> [Work to be completed]:
The answer must be a single number: how many lines below contain "ThreadId".

(Beginning of Material for this task)

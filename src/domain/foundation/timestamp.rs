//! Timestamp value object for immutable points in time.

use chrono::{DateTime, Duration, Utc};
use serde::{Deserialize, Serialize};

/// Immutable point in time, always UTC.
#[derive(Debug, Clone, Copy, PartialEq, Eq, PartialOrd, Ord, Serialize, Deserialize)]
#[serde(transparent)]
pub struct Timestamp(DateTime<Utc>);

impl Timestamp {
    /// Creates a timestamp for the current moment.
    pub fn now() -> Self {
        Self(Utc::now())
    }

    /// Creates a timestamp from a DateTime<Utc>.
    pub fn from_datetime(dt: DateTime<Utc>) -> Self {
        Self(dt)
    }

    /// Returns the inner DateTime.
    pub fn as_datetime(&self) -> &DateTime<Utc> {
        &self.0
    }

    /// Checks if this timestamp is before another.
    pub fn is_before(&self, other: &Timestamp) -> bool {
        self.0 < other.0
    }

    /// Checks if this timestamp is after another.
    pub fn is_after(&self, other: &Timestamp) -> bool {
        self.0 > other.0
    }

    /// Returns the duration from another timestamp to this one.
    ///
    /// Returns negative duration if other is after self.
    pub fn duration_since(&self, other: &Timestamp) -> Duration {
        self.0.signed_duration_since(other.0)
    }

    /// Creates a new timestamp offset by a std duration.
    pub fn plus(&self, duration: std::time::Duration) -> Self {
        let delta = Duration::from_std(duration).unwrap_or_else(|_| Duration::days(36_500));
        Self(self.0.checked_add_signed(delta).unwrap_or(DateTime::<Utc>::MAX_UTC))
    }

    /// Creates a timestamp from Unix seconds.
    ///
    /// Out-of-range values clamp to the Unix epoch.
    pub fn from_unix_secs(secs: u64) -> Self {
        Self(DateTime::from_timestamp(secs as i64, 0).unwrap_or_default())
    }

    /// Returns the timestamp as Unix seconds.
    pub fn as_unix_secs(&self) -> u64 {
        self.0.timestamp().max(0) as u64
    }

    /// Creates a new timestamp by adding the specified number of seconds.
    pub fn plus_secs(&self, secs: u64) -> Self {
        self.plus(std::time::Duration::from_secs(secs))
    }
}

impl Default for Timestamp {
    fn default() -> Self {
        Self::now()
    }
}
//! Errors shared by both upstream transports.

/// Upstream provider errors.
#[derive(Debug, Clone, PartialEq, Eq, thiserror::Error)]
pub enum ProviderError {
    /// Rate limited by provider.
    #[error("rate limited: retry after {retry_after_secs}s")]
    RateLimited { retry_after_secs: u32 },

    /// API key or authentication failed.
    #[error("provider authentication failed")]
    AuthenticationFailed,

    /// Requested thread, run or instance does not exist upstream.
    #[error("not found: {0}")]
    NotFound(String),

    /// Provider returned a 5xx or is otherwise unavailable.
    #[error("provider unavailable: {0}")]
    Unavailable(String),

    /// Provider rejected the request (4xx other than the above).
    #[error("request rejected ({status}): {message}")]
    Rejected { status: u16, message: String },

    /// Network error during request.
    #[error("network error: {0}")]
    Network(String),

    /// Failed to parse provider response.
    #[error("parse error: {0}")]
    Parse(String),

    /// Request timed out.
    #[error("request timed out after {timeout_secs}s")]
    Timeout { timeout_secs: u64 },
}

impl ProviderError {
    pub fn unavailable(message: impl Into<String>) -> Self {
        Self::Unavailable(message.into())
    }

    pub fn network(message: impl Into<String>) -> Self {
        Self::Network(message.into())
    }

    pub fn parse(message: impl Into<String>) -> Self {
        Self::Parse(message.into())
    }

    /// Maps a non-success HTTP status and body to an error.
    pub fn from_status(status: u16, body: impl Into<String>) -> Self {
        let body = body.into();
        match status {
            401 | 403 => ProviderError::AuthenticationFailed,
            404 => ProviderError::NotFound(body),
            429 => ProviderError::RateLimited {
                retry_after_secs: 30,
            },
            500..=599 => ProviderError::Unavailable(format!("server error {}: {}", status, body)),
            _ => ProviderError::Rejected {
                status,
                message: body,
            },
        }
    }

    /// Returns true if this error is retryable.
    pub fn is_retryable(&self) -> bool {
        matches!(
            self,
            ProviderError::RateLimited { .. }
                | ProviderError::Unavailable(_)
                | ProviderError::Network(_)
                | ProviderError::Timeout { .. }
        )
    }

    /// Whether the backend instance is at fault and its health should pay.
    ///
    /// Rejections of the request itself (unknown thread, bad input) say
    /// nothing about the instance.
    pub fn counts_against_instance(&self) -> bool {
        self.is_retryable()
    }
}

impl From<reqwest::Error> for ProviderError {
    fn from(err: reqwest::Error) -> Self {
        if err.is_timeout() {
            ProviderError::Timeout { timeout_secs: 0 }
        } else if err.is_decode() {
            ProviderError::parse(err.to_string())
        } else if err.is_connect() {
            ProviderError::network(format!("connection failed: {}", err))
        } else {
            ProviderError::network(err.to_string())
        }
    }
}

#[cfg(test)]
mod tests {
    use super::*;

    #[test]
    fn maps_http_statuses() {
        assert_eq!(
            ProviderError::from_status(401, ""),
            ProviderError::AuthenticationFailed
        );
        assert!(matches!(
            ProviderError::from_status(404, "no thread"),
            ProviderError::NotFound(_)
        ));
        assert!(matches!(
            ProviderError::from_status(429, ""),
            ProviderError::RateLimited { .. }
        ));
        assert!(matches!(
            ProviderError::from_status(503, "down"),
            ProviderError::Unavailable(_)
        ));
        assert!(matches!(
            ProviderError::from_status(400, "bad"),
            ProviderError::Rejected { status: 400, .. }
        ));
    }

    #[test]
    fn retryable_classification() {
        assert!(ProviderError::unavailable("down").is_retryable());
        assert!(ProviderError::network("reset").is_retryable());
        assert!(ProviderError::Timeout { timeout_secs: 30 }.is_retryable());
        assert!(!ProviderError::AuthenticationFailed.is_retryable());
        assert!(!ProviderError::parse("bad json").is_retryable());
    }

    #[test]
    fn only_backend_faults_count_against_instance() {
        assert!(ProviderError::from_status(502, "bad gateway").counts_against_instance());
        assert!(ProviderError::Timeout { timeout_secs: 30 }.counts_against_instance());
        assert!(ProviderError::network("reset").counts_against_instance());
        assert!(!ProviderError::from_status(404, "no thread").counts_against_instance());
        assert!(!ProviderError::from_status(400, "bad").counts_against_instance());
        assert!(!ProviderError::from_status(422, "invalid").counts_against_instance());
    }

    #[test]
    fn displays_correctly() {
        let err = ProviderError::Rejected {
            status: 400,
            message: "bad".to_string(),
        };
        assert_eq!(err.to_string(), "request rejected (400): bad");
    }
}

(End of Material for this task)
(Beginning of Material for this task)

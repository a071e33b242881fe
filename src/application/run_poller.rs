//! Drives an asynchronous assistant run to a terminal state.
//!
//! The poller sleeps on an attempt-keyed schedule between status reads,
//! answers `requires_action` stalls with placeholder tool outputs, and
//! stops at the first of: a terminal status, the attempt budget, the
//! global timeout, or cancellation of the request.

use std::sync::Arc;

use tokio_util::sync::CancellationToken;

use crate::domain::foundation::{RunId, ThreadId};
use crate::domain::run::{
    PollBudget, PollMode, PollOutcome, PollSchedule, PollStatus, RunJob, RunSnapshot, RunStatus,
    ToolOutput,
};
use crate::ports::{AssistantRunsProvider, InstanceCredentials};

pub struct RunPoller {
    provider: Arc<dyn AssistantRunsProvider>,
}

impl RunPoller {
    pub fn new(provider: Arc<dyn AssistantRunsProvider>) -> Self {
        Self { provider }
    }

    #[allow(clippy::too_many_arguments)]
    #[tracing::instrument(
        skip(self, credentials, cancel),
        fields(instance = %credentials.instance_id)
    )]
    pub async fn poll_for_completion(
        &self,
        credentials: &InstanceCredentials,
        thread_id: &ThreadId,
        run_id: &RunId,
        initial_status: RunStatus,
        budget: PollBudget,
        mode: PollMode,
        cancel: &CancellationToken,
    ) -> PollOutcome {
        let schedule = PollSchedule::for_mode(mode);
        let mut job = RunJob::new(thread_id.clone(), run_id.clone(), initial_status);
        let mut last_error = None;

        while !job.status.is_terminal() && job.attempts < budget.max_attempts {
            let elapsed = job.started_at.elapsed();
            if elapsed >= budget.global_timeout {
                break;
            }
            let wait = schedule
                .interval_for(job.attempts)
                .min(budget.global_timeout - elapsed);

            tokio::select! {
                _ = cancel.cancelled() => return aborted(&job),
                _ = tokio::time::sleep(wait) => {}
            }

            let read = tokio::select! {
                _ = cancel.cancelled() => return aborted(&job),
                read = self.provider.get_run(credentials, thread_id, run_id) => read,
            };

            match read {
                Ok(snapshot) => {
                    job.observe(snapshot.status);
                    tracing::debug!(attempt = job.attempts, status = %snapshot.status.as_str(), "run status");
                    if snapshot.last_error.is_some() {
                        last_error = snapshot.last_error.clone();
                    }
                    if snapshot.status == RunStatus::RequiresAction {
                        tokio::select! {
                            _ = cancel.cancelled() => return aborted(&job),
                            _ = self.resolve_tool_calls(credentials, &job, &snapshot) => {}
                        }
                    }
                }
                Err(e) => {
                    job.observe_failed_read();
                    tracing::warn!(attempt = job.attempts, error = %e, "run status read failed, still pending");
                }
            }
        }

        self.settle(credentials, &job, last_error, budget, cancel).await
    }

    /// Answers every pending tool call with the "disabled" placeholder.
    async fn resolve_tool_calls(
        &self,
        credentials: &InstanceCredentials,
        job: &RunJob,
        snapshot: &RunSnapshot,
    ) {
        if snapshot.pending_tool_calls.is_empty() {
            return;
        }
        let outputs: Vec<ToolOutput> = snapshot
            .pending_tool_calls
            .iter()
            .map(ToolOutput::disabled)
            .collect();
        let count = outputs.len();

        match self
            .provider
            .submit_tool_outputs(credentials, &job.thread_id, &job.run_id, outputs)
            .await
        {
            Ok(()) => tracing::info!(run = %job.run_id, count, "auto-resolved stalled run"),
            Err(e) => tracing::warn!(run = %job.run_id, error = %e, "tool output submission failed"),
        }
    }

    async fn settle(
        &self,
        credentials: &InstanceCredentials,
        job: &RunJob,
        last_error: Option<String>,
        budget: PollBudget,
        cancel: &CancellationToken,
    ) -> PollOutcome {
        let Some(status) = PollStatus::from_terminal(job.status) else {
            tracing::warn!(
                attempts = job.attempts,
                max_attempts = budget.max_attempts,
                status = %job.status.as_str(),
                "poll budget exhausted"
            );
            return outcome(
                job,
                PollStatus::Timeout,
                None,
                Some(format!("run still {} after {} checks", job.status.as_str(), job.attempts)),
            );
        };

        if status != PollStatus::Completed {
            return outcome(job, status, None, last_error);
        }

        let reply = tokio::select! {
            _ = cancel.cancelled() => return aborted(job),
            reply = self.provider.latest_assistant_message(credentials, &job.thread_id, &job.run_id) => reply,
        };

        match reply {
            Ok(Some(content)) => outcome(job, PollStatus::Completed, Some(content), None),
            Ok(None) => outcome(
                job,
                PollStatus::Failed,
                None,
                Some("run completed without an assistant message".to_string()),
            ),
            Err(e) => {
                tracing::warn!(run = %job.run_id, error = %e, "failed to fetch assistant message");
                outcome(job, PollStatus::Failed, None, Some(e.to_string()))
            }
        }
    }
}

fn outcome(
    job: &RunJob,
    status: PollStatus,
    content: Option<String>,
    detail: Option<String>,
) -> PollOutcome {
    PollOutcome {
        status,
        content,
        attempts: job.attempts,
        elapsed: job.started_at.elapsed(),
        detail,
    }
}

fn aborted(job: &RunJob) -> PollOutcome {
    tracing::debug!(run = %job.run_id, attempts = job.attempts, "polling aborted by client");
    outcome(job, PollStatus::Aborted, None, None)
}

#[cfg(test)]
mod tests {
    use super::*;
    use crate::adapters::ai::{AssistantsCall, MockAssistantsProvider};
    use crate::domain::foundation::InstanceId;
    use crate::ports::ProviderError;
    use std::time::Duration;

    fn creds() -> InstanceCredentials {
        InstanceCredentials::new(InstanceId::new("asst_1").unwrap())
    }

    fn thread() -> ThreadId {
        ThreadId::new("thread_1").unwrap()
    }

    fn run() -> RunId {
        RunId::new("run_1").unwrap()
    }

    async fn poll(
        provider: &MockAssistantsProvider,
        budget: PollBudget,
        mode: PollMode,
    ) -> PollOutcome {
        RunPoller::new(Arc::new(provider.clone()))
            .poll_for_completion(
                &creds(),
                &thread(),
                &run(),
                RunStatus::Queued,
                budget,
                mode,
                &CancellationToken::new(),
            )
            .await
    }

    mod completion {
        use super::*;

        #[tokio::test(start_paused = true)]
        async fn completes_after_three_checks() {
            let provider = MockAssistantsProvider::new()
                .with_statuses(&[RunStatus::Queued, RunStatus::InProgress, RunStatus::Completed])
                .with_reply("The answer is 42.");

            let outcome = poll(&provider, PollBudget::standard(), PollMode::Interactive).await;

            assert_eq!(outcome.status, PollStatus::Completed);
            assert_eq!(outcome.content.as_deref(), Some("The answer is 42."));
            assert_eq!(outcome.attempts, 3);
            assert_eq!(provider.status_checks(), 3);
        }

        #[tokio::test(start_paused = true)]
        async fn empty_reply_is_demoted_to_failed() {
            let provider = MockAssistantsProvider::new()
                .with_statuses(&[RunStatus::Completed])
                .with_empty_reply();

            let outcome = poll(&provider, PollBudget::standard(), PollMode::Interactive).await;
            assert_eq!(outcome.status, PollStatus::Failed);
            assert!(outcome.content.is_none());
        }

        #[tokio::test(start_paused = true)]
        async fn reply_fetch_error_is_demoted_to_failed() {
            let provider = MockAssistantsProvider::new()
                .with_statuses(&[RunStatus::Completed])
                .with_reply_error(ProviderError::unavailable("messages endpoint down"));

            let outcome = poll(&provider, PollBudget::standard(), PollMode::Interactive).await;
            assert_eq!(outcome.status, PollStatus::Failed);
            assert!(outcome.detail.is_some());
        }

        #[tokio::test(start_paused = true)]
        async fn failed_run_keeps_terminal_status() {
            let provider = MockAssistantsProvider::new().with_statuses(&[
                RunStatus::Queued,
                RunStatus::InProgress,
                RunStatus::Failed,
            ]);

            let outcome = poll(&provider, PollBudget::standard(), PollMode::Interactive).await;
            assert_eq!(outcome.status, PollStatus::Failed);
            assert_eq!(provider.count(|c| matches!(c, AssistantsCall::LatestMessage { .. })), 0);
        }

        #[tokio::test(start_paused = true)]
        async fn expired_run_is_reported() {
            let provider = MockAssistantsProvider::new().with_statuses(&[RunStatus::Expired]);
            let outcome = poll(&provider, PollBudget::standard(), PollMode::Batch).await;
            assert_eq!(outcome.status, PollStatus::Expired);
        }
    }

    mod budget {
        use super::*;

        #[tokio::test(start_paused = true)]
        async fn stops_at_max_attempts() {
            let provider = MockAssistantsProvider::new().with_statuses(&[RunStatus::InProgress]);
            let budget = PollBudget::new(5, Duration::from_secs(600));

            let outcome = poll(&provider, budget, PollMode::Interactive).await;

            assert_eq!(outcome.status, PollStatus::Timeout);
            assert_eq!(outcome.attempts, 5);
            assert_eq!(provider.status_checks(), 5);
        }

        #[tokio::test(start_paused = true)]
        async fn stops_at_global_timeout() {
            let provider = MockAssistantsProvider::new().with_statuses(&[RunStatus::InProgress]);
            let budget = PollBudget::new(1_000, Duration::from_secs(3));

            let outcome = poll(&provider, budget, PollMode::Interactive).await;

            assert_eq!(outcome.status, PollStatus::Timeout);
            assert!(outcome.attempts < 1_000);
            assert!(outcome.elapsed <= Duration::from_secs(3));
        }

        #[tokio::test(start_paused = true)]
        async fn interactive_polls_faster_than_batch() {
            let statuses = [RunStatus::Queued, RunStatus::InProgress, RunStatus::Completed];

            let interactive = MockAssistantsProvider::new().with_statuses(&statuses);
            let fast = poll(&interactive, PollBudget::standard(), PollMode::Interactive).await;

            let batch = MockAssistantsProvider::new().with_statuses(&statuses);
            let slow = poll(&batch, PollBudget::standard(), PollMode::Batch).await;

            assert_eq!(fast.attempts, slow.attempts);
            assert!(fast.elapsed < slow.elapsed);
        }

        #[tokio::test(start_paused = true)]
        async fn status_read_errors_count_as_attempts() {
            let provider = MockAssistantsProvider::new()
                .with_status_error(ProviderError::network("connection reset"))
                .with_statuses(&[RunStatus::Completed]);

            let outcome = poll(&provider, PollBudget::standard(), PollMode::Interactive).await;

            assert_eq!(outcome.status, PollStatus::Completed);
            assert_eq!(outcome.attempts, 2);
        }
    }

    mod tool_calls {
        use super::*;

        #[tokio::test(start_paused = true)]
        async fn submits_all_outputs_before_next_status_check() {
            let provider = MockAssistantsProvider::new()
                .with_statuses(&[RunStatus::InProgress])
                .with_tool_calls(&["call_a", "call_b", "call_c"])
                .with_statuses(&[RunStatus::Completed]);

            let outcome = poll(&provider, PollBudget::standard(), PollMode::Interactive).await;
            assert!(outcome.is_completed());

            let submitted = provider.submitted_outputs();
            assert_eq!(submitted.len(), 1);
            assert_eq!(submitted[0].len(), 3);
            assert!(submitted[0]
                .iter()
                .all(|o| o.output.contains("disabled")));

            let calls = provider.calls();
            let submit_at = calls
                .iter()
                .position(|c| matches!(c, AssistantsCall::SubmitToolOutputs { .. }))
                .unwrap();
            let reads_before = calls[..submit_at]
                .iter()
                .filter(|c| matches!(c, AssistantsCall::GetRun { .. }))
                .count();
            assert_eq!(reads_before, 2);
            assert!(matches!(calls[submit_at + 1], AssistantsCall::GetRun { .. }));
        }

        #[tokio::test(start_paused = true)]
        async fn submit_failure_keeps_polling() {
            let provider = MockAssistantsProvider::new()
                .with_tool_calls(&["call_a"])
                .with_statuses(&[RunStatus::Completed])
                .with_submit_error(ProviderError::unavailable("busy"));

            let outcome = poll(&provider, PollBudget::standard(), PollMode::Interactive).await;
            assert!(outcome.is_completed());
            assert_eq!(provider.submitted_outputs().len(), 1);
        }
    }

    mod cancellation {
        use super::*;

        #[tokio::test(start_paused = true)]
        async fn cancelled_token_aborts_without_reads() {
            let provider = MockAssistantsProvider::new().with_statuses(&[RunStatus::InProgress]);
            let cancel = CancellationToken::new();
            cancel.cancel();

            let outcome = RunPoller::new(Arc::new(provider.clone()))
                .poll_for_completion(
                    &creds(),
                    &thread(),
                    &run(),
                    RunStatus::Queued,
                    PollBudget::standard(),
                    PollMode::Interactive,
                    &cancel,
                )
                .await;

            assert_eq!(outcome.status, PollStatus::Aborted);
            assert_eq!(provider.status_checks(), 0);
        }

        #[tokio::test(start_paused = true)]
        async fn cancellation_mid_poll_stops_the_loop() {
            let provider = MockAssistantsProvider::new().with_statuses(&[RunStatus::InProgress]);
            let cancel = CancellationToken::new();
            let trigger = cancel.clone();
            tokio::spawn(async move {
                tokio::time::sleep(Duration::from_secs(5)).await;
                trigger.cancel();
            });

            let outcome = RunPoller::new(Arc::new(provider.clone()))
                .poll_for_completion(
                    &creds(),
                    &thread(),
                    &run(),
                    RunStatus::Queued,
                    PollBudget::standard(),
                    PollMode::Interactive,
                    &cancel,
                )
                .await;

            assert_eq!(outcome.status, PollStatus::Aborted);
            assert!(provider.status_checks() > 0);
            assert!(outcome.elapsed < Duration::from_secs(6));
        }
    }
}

(End of Material for this task)

> [Exercise result]:
4